Reversal learning and dopamine (preclinical studies). A simplified summary of the preclinical research on subcortical (reds) and cortical (blues) regions involved in reversal learning with potential relevance to schizophrenia. Alterations in dopamine signaling in the dorsomedial/associative striatum (dark red; which is essential for reversal learning) could impair integration and encoding of inputs from other regions/circuits involved in probabilistic reversal learning behavior. This is most likely driven by the nigrostriatal circuit that modulates dopamine signaling in the striatum. In contrast, the nucleus accumbens is important for using probabilisitic reward feedback to guide choices (i.e., probabilistic learning). Corticostriatal circuitry monitors changes in reward value to guide choices.

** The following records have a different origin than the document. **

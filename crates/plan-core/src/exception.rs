//! 計劃例外與警告
//!
//! 例外是計劃結果的一部分（需要人員處理的狀況），不是錯誤。

use rust_decimal::Decimal;
use serde::{Deserialize, Serialize};
use std::fmt;

use crate::Period;

/// 嚴重程度
#[derive(Debug, Clone, Copy, PartialEq, Eq, PartialOrd, Ord, Serialize, Deserialize)]
pub enum Severity {
    Info,
    Warning,
    Error,
}

/// 計劃例外
#[derive(Debug, Clone, PartialEq, Serialize, Deserialize)]
#[serde(tag = "type")]
pub enum PlanningException {
    /// 需求無法被滿足（結轉至下期）
    Shortfall {
        product_id: String,
        period: Period,
        quantity: Decimal,
    },

    /// 使用加班產能
    Overtime {
        product_id: String,
        resource_id: String,
        period: Period,
        quantity: Decimal,
        cost: Decimal,
    },

    /// 人工指定量超出產能
    CapacityExceeded {
        product_id: String,
        resource_id: Option<String>,
        period: Period,
        planned_qty: Decimal,
        capacity: Decimal,
    },

    /// 下單期間早於計劃起點
    LateOrder {
        item_id: String,
        period: Period,
        order_period: Period,
        quantity: Decimal,
        periods_late: i64,
    },

    /// 期末庫存不足
    Stockout {
        item_id: String,
        period: Period,
        quantity: Decimal,
    },

    /// 預測原始估計為負，已截為 0
    ClampedForecast {
        product_id: String,
        period: Period,
        raw_estimate: Decimal,
    },
}

impl PlanningException {
    /// 相關的產品或物料ID
    pub fn entity_id(&self) -> &str {
        match self {
            PlanningException::Shortfall { product_id, .. }
            | PlanningException::Overtime { product_id, .. }
            | PlanningException::CapacityExceeded { product_id, .. }
            | PlanningException::ClampedForecast { product_id, .. } => product_id,
            PlanningException::LateOrder { item_id, .. }
            | PlanningException::Stockout { item_id, .. } => item_id,
        }
    }

    pub fn period(&self) -> Period {
        match self {
            PlanningException::Shortfall { period, .. }
            | PlanningException::Overtime { period, .. }
            | PlanningException::CapacityExceeded { period, .. }
            | PlanningException::LateOrder { period, .. }
            | PlanningException::Stockout { period, .. }
            | PlanningException::ClampedForecast { period, .. } => *period,
        }
    }

    pub fn severity(&self) -> Severity {
        match self {
            PlanningException::ClampedForecast { .. } | PlanningException::Overtime { .. } => {
                Severity::Info
            }
            PlanningException::Shortfall { .. } | PlanningException::CapacityExceeded { .. } => {
                Severity::Warning
            }
            PlanningException::LateOrder { .. } | PlanningException::Stockout { .. } => {
                Severity::Error
            }
        }
    }
}

impl fmt::Display for PlanningException {
    fn fmt(&self, f: &mut fmt::Formatter<'_>) -> fmt::Result {
        match self {
            PlanningException::Shortfall {
                product_id,
                period,
                quantity,
            } => write!(f, "{product_id} 在 {period} 缺貨 {quantity}"),
            PlanningException::Overtime {
                product_id,
                resource_id,
                period,
                quantity,
                cost,
            } => write!(
                f,
                "{product_id} 在 {period} 於 {resource_id} 加班生產 {quantity}（成本 {cost}）"
            ),
            PlanningException::CapacityExceeded {
                product_id,
                period,
                planned_qty,
                capacity,
                ..
            } => write!(
                f,
                "{product_id} 在 {period} 的計劃量 {planned_qty} 超出產能 {capacity}"
            ),
            PlanningException::LateOrder {
                item_id,
                period,
                order_period,
                periods_late,
                ..
            } => write!(
                f,
                "{item_id} 的 {period} 需求應於 {order_period} 下單，已延遲 {periods_late} 期"
            ),
            PlanningException::Stockout {
                item_id,
                period,
                quantity,
            } => write!(f, "{item_id} 在 {period} 庫存不足 {quantity}"),
            PlanningException::ClampedForecast {
                product_id,
                period,
                raw_estimate,
            } => write!(f, "{product_id} 在 {period} 的預測 {raw_estimate} 為負，已截為 0"),
        }
    }
}

/// 警告（主資料缺漏時採用預設值等）
#[derive(Debug, Clone, PartialEq, Serialize, Deserialize)]
pub struct Warning {
    pub entity_id: String,
    pub message: String,
    pub severity: Severity,
}

impl Warning {
    pub fn new(entity_id: impl Into<String>, message: impl Into<String>, severity: Severity) -> Self {
        Self {
            entity_id: entity_id.into(),
            message: message.into(),
            severity,
        }
    }

    pub fn info(entity_id: impl Into<String>, message: impl Into<String>) -> Self {
        Self::new(entity_id, message, Severity::Info)
    }

    pub fn warning(entity_id: impl Into<String>, message: impl Into<String>) -> Self {
        Self::new(entity_id, message, Severity::Warning)
    }
}

#[cfg(test)]
mod tests {
    use super::*;

    #[test]
    fn test_exception_accessors() {
        let period = Period::new(2025, 11).unwrap();
        let late = PlanningException::LateOrder {
            item_id: "C".to_string(),
            period,
            order_period: period.pred(),
            quantity: Decimal::from(80),
            periods_late: 1,
        };
        assert_eq!(late.entity_id(), "C");
        assert_eq!(late.period(), period);
        assert_eq!(late.severity(), Severity::Error);
        assert!(late.to_string().contains("2025-10"));
    }

    #[test]
    fn test_exception_serde_tag() {
        let exception = PlanningException::Stockout {
            item_id: "C".to_string(),
            period: Period::new(2025, 11).unwrap(),
            quantity: Decimal::from(5),
        };
        let json = serde_json::to_value(&exception).unwrap();
        assert_eq!(json["type"], "Stockout");
        assert_eq!(json["period"], "2025-11");
    }
}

Specifically, the lateral orbitofrontal cortex allows the adaptation of behavior for reversal learning while the medial orbitofrontal cortex modulates reward feedback sensitivity for probabilistic learning.

FIGURE 5

Subcortical dopamine, cognition and schizophrenia. This is a simplified diagram of the cortico-striato-thalamic circuit loop that is disrupted in schizophrenia. Increased striatal dopamine signaling, as well as the impaired integration of cortical inputs into the striatum, may affect a number of cognitive components involved in decision-making including those linked with goal-directed and flexible behavior. The nigrostriatal pathway (red) is responsible for the increased dopamine synthesis and release in the associative striatum. This could result in a perturbation of the thalamostriatal pathway, impacting striatal dopamine release and impairing the integration of new and existing learning. The corticostriatal pathway is also affected in schizophrenia as there is compromised integration of cortical inputs into the striatum, potentially impacting on associative learning and value tracking processes. Finally, this may have flow on effects for the thalamocortical pathway which would result in an inability to understand the consequences of actions and to appropriately adapt behavior.